PROVIDED DATA:
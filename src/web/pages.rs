use axum::{
    extract::{Path, Query, State},
    http::StatusCode,
    response::{Html, IntoResponse, Response},
    Form,
};
use tracing::info;

use crate::constants::ALL_CATEGORIES;
use crate::domain::{CourseDetail, CourseFilter};
use crate::error::AcademyError;
use crate::labels::format_number;
use crate::web::error::{error_page, PageResult};
use crate::web::forms::EnrollForm;
use crate::web::state::AppState;
use crate::web::templates::*;
use crate::web::views::{level_options, CategoryLink, CourseCard, InstructorView, LessonItem, LessonLink, SelectOption};

pub async fn index(State(state): State<AppState>) -> PageResult<Html<String>> {
    let courses = state.catalog.home_courses().await?;
    let categories = state.catalog.list_categories().await?;

    let page = IndexTemplate {
        courses: courses.iter().map(CourseCard::from).collect(),
        categories: categories.iter().map(CategoryLink::from).collect(),
    };
    Ok(render(&page)?)
}

pub async fn courses(
    State(state): State<AppState>,
    Query(filter): Query<CourseFilter>,
) -> PageResult<Html<String>> {
    let courses = state.catalog.list_published_courses(&filter).await?;
    let categories = state.catalog.list_categories().await?;

    let current_category = filter.category.as_deref().unwrap_or(ALL_CATEGORIES);
    let mut category_options = vec![SelectOption::new(ALL_CATEGORIES, "همه دسته‌بندی‌ها", current_category)];
    category_options.extend(
        categories
            .iter()
            .map(|c| SelectOption::new(c.category.slug.clone(), c.category.name.clone(), current_category)),
    );

    let page = CoursesTemplate {
        courses: courses.iter().map(CourseCard::from).collect(),
        categories: category_options,
        levels: level_options(filter.level.as_deref().unwrap_or(""), Some("همه سطوح")),
        search: filter.search.unwrap_or_default(),
    };
    Ok(render(&page)?)
}

fn detail_page(detail: CourseDetail, form: EnrollForm, error: Option<String>) -> CourseDetailTemplate {
    let course = CourseCard::new(&detail.course, detail.category.as_ref(), detail.lesson_count);
    CourseDetailTemplate {
        lessons: LessonItem::list(&course.slug, &detail.lessons),
        teaser_url: detail.course.teaser_url.clone(),
        what_you_learn: detail.course.what_you_learn.clone(),
        prerequisites: detail.course.prerequisites.clone(),
        instructor: detail.instructor.map(|u| InstructorView {
            name: u.name,
            bio: u.bio.unwrap_or_default(),
        }),
        course,
        form,
        error,
    }
}

pub async fn course_detail(State(state): State<AppState>, Path(slug): Path<String>) -> PageResult<Html<String>> {
    let detail = state.catalog.course_detail(&slug).await?;
    Ok(render(&detail_page(detail, EnrollForm::default(), None))?)
}

/// Enrollment form on the course page. Invalid input re-renders the page with the message.
pub async fn enroll(
    State(state): State<AppState>,
    Path(slug): Path<String>,
    Form(form): Form<EnrollForm>,
) -> PageResult<Response> {
    let detail = state.catalog.course_detail(&slug).await?;

    match state
        .catalog
        .create_registration(form.to_registration(detail.course.id))
        .await
    {
        Ok(registration) => {
            info!(course = %slug, id = ?registration.id, "Enrollment request received");
            let page = EnrollSuccessTemplate {
                full_name: registration.full_name,
                course_title: detail.course.title,
                course_slug: detail.course.slug,
            };
            Ok(render(&page)?.into_response())
        }
        Err(AcademyError::Validation(message)) => {
            let page = detail_page(detail, form, Some(message));
            Ok((StatusCode::BAD_REQUEST, render(&page)?).into_response())
        }
        Err(e) => Err(e.into()),
    }
}

pub async fn lesson(
    State(state): State<AppState>,
    Path((course_slug, lesson_slug)): Path<(String, String)>,
) -> PageResult<Html<String>> {
    let view = state.catalog.lesson_view(&course_slug, &lesson_slug).await?;

    let mut lessons = LessonItem::list(&view.course.slug, &view.lessons);
    if let Some(item) = lessons.get_mut(view.position) {
        item.current = true;
    }
    let lesson = LessonItem::new(&view.course.slug, &view.lesson, view.position);

    let page = LessonTemplate {
        video_url: view.lesson.video_url.clone().filter(|_| view.lesson.is_free),
        progress: format!(
            "درس {} از {}",
            format_number(view.position as i64 + 1),
            format_number(view.lessons.len() as i64)
        ),
        previous: view.previous.as_ref().map(|l| LessonLink::new(&view.course.slug, l)),
        next: view.next.as_ref().map(|l| LessonLink::new(&view.course.slug, l)),
        course_title: view.course.title,
        course_slug: view.course.slug,
        lesson,
        lessons,
    };
    Ok(render(&page)?)
}

pub async fn about() -> PageResult<Html<String>> {
    Ok(render(&AboutTemplate)?)
}

pub async fn contact() -> PageResult<Html<String>> {
    Ok(render(&ContactTemplate)?)
}

pub async fn not_found() -> Response {
    error_page(StatusCode::NOT_FOUND, "Page not found".to_string())
}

WHAT THE TASK REQUIRES:
Using the entries above, print each one again without any alteration.

ANSWER FOR THIS EXERCISE:
filename src/web/pages.rs
use axum::{
    extract::{Path, Query, State},
    http::StatusCode,
    response::{Html, IntoResponse, Response},
    Form,
};
use tracing::info;

use crate::constants::ALL_CATEGORIES;
use crate::domain::{CourseDetail, CourseFilter};
use crate::error::AcademyError;
use crate::labels::format_number;
use crate::web::error::{error_page, PageResult};
use crate::web::forms::EnrollForm;
use crate::web::state::AppState;
use crate::web::templates::*;
use crate::web::views::{level_options, CategoryLink, CourseCard, InstructorView, LessonItem, LessonLink, SelectOption};

pub async fn index(State(state): State<AppState>) -> PageResult<Html<String>> {
    let courses = state.catalog.home_courses().await?;
    let categories = state.catalog.list_categories().await?;

    let page = IndexTemplate {
        courses: courses.iter().map(CourseCard::from).collect(),
        categories: categories.iter().map(CategoryLink::from).collect(),
    };
    Ok(render(&page)?)
}

pub async fn courses(
    State(state): State<AppState>,
    Query(filter): Query<CourseFilter>,
) -> PageResult<Html<String>> {
    let courses = state.catalog.list_published_courses(&filter).await?;
    let categories = state.catalog.list_categories().await?;

    let current_category = filter.category.as_deref().unwrap_or(ALL_CATEGORIES);
    let mut category_options = vec![SelectOption::new(ALL_CATEGORIES, "همه دسته‌بندی‌ها", current_category)];
    category_options.extend(
        categories
            .iter()
            .map(|c| SelectOption::new(c.category.slug.clone(), c.category.name.clone(), current_category)),
    );

    let page = CoursesTemplate {
        courses: courses.iter().map(CourseCard::from).collect(),
        categories: category_options,
        levels: level_options(filter.level.as_deref().unwrap_or(""), Some("همه سطوح")),
        search: filter.search.unwrap_or_default(),
    };
    Ok(render(&page)?)
}

fn detail_page(detail: CourseDetail, form: EnrollForm, error: Option<String>) -> CourseDetailTemplate {
    let course = CourseCard::new(&detail.course, detail.category.as_ref(), detail.lesson_count);
    CourseDetailTemplate {
        lessons: LessonItem::list(&course.slug, &detail.lessons),
        teaser_url: detail.course.teaser_url.clone(),
        what_you_learn: detail.course.what_you_learn.clone(),
        prerequisites: detail.course.prerequisites.clone(),
        instructor: detail.instructor.map(|u| InstructorView {
            name: u.name,
            bio: u.bio.unwrap_or_default(),
        }),
        course,
        form,
        error,
    }
}

pub async fn course_detail(State(state): State<AppState>, Path(slug): Path<String>) -> PageResult<Html<String>> {
    let detail = state.catalog.course_detail(&slug).await?;
    Ok(render(&detail_page(detail, EnrollForm::default(), None))?)
}

/// Enrollment form on the course page. Invalid input re-renders the page with the message.
pub async fn enroll(
    State(state): State<AppState>,
    Path(slug): Path<String>,
    Form(form): Form<EnrollForm>,
) -> PageResult<Response> {
    let detail = state.catalog.course_detail(&slug).await?;

    match state
        .catalog
        .create_registration(form.to_registration(detail.course.id))
        .await
    {
        Ok(registration) => {
            info!(course = %slug, id = ?registration.id, "Enrollment request received");
            let page = EnrollSuccessTemplate {
                full_name: registration.full_name,
                course_title: detail.course.title,
                course_slug: detail.course.slug,
            };
            Ok(render(&page)?.into_response())
        }
        Err(AcademyError::Validation(message)) => {
            let page = detail_page(detail, form, Some(message));
            Ok((StatusCode::BAD_REQUEST, render(&page)?).into_response())
        }
        Err(e) => Err(e.into()),
    }
}

pub async fn lesson(
    State(state): State<AppState>,
    Path((course_slug, lesson_slug)): Path<(String, String)>,
) -> PageResult<Html<String>> {
    let view = state.catalog.lesson_view(&course_slug, &lesson_slug).await?;

    let mut lessons = LessonItem::list(&view.course.slug, &view.lessons);
    if let Some(item) = lessons.get_mut(view.position) {
        item.current = true;
    }
    let lesson = LessonItem::new(&view.course.slug, &view.lesson, view.position);

    let page = LessonTemplate {
        video_url: view.lesson.video_url.clone().filter(|_| view.lesson.is_free),
        progress: format!(
            "درس {} از {}",
            format_number(view.position as i64 + 1),
            format_number(view.lessons.len() as i64)
        ),
        previous: view.previous.as_ref().map(|l| LessonLink::new(&view.course.slug, l)),
        next: view.next.as_ref().map(|l| LessonLink::new(&view.course.slug, l)),
        course_title: view.course.title,
        course_slug: view.course.slug,
        lesson,
        lessons,
    };
    Ok(render(&page)?)
}

pub async fn about() -> PageResult<Html<String>> {
    Ok(render(&AboutTemplate)?)
}

pub async fn contact() -> PageResult<Html<String>> {
    Ok(render(&ContactTemplate)?)
}

pub async fn not_found() -> Response {
    error_page(StatusCode::NOT_FOUND, "Page not found".to_string())
}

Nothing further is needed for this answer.